- Official release poster
- Directed by: Shan Serafin
- Written by: Shan Serafin
- Produced by: Joshua Minyard; Aidan Bristow; Arthur Chtiyan; William Day Frank; Raul Gazteazoro; Sophie Kargman; Leo Livshetz;
- Starring: Aidan Bristow; Sophie Kargman; Susan Wilder; Lindsey Ginter; Robbie Goldstein; Billy Zane;
- Cinematography: John Nodorft
- Edited by: Matthew Rundell;
- Music by: Kevin Lax; Jeff Toyne;
- Production companies: Gypsy Lane Films; 611 Films; Relentless Escargot Productions;
- Distributed by: Artist View Entertainment; Freestyle Releasing;
- Release date: April 2, 2021;
- Running time: 91 minutes
- Country: United States
- Language: English

= The Believer (2021 film) =

2021 horror film directed by Shan Serafin

The Believer is a 2021 American horror film written and directed by Shan Serafin. It stars Aidan Bristow, Sophie Kargman, Susan Wilder, Lindsay Ginter, Robbie Goldstein and Billy Zane. It runs for 91 minutes. The film is about a woman driven murderously insane by a mad doctor's strange alternative therapy.

==Plot==
Lucas (Aidan Bristow), a once-prominent nuclear physicist, finds himself unemployed and grappling with the emotional aftermath of his wife Violet's (Sophie Kargman) sudden and unexplained termination of her pregnancy. This event creates a chasm in their marriage, leaving Lucas feeling betrayed and confused.

As Lucas attempts to navigate his job search and mend his strained relationship, he begins to experience alarming physical symptoms, persistent fatigue, unexplained weight loss, and hallucinations. Simultaneously, Violet's behavior becomes increasingly erratic, she exhibits mood swings, engages in cryptic rituals, and isolates herself in the attic for hours.

Concerned about his deteriorating health and Violet's mental state, Lucas seeks help from Dr. Benedict (Billy Zane), a therapist known for unconventional methods. Dr. Benedict suggests an alternative therapy involving immersive role-playing exercises designed to confront and overcome deep-seated fears. Lucas agrees, hoping to restore normalcy to his life.

However, the therapy sessions blur the lines between reality and delusion. Lucas begins to question his perceptions as he experiences vivid nightmares and encounters with mysterious figures. Violet's actions grow more sinister, she speaks in tongues, displays knowledge of events she couldn't possibly know, and hints at a malevolent presence influencing their lives.
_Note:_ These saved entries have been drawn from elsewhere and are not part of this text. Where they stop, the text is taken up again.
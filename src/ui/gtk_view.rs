use adw::prelude::*;
use gtk4 as gtk;

use agenda_gtk::api::models::Contact;
use agenda_gtk::view::CONFIRM_DELETE;
use agenda_gtk::{ChatMessage, ContactForm, ContactView};

use crate::ui::chat_view::ChatView;
use crate::ui::contact_panel::ContactPanel;

const CANCEL: &str = "cancel";
const DELETE: &str = "delete";

/// The main window's widgets, as driven by the contact client.
pub struct GtkContactView {
    window: gtk::Window,
    pub contacts: ContactPanel,
    pub chat: ChatView,
}

impl GtkContactView {
    pub fn new(window: &impl IsA<gtk::Window>) -> Self {
        Self {
            window: window.clone().upcast(),
            contacts: ContactPanel::new(),
            chat: ChatView::new(),
        }
    }
}

impl ContactView for GtkContactView {
    fn render_contacts(&self, contacts: &[Contact]) {
        self.contacts.set_items(contacts);
    }

    fn render_notice(&self, message: &str) {
        self.contacts.set_notice(message);
    }

    fn fill_form(&self, form: &ContactForm) {
        self.contacts.fill_form(form);
    }

    fn clear_form(&self) {
        self.contacts.clear_form();
    }

    async fn confirm_delete(&self, id: &str) -> bool {
        let dialog = adw::MessageDialog::new(
            Some(&self.window),
            Some(CONFIRM_DELETE),
            Some(&format!("Contacto #{id}")),
        );
        dialog.add_responses(&[(CANCEL, "Cancelar"), (DELETE, "Eliminar")]);
        dialog.set_response_appearance(DELETE, adw::ResponseAppearance::Destructive);
        dialog.set_default_response(Some(CANCEL));
        dialog.set_close_response(CANCEL);
        dialog.choose_future().await.as_str() == DELETE
    }

    fn append_chat_message(&self, message: &ChatMessage) {
        self.chat.append(message);
    }

    fn clear_chat_input(&self) {
        self.chat.clear_input();
    }

    fn set_chat_enabled(&self, enabled: bool) {
        self.chat.set_enabled(enabled);
    }
}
The tension escalates when two enigmatic individuals visit their home, claiming to be Violet's parents. Their unsettling demeanor and cryptic conversations deepen Lucas's paranoia. He discovers hidden journals and artifacts suggesting Violet's involvement in occult practices aimed at summoning otherworldly entities.

As Lucas delves deeper into the mystery, he uncovers a chilling revelation: he may be the target of a ritual intended to serve a dark purpose. His attempts to escape are thwarted by a series of supernatural occurrences, trapping him in a nightmarish reality where trust is elusive, and his own mind becomes an unreliable ally.

Lucas confronts Violet during a ritualistic ceremony. The confrontation forces him to face his deepest fears and the possibility that his reality has been manipulated by forces beyond comprehension.

==Cast==
- Aidan Bristow as Lucas
- Sophie Kargman as Violet
- Susan Wilder as Charlotte
- Lindsey Ginter as Gus
- Robbie Goldstein
- Billy Zane as Dr. Benedict

==Release==
Freestyle Releasing releases The Believer On-Demand on April 2, 2021.

==Reception==
Alex Saveliev of Film Threat gave it a five out of ten and he wrote:
While admirable in its ambition, the end result just doesn't quite gel. Cool poster, though.